<<<<

use serde::{Deserialize, Serialize};

/// ffmpeg backend configuration.
#[derive(Debug, Clone, PartialEq, Eq, Serialize, Deserialize)]
pub struct FfmpegConfig {
    /// Path to the ffmpeg binary.
    #[serde(default = "default_ffmpeg_path")]
    pub ffmpeg_path: String,
    /// Path to the ffprobe binary.
    #[serde(default = "default_ffprobe_path")]
    pub ffprobe_path: String,
    /// Additional input arguments (before `-i`).
    #[serde(default)]
    pub input_args: Vec<String>,
    /// Additional output arguments (before the muxer).
    #[serde(default)]
    pub output_args: Vec<String>,
    /// How long ffprobe may take to read the stream headers.
    #[serde(default = "default_probe_timeout")]
    pub probe_timeout_secs: u64,
    /// User agent sent to HTTP sources.
    #[serde(default, skip_serializing_if = "Option::is_none")]
    pub user_agent: Option<String>,
}

fn default_ffmpeg_path() -> String {
    "ffmpeg".to_string()
}

fn default_ffprobe_path() -> String {
    "ffprobe".to_string()
}

fn default_probe_timeout() -> u64 {
    30
}

impl Default for FfmpegConfig {
    fn default() -> Self {
        Self {
            ffmpeg_path: default_ffmpeg_path(),
            ffprobe_path: default_ffprobe_path(),
            input_args: Vec::new(),
            output_args: Vec::new(),
            probe_timeout_secs: default_probe_timeout(),
            user_agent: None,
        }
    }
}

#[cfg(test)]
mod tests {
    use super::*;

    #[test]
    fn defaults() {
        let config = FfmpegConfig::default();
        assert_eq!(config.ffmpeg_path, "ffmpeg");
        assert_eq!(config.ffprobe_path, "ffprobe");
        assert_eq!(config.probe_timeout_secs, 30);
    }

    #[test]
    fn missing_fields_use_defaults() {
        let config: FfmpegConfig =
            serde_json::from_str(r#"{ "ffmpeg_path": "/opt/ffmpeg/bin/ffmpeg" }"#).unwrap();
        assert_eq!(config.ffmpeg_path, "/opt/ffmpeg/bin/ffmpeg");
        assert_eq!(config.ffprobe_path, "ffprobe");
        assert!(config.input_args.is_empty());
        assert!(config.user_agent.is_none());
    }
}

>>>>

Task brief —
All of the material is to be retyped verbatim.

Solution to the exercise —
use serde::{Deserialize, Serialize};

/// ffmpeg backend configuration.
#[derive(Debug, Clone, PartialEq, Eq, Serialize, Deserialize)]
pub struct FfmpegConfig {
    /// Path to the ffmpeg binary.
    #[serde(default = "default_ffmpeg_path")]
    pub ffmpeg_path: String,
    /// Path to the ffprobe binary.
    #[serde(default = "default_ffprobe_path")]
    pub ffprobe_path: String,
    /// Additional input arguments (before `-i`).
    #[serde(default)]
    pub input_args: Vec<String>,
    /// Additional output arguments (before the muxer).
    #[serde(default)]
    pub output_args: Vec<String>,
    /// How long ffprobe may take to read the stream headers.
    #[serde(default = "default_probe_timeout")]
    pub probe_timeout_secs: u64,
    /// User agent sent to HTTP sources.
    #[serde(default, skip_serializing_if = "Option::is_none")]
    pub user_agent: Option<String>,
}

fn default_ffmpeg_path() -> String {
    "ffmpeg".to_string()
}

fn default_ffprobe_path() -> String {
    "ffprobe".to_string()
}

fn default_probe_timeout() -> u64 {
    30
}

impl Default for FfmpegConfig {
    fn default() -> Self {
        Self {
            ffmpeg_path: default_ffmpeg_path(),
            ffprobe_path: default_ffprobe_path(),
            input_args: Vec::new(),
            output_args: Vec::new(),
            probe_timeout_secs: default_probe_timeout(),
            user_agent: None,
        }
    }
}

#[cfg(test)]
mod tests {
    use super::*;

    #[test]
    fn defaults() {
        let config = FfmpegConfig::default();
        assert_eq!(config.ffmpeg_path, "ffmpeg");
        assert_eq!(config.ffprobe_path, "ffprobe");
        assert_eq!(config.probe_timeout_secs, 30);
    }

    #[test]
    fn missing_fields_use_defaults() {
        let config: FfmpegConfig =
            serde_json::from_str(r#"{ "ffmpeg_path": "/opt/ffmpeg/bin/ffmpeg" }"#).unwrap();
        assert_eq!(config.ffmpeg_path, "/opt/ffmpeg/bin/ffmpeg");
        assert_eq!(config.ffprobe_path, "ffprobe");
        assert!(config.input_args.is_empty());
        assert!(config.user_agent.is_none());
    }
}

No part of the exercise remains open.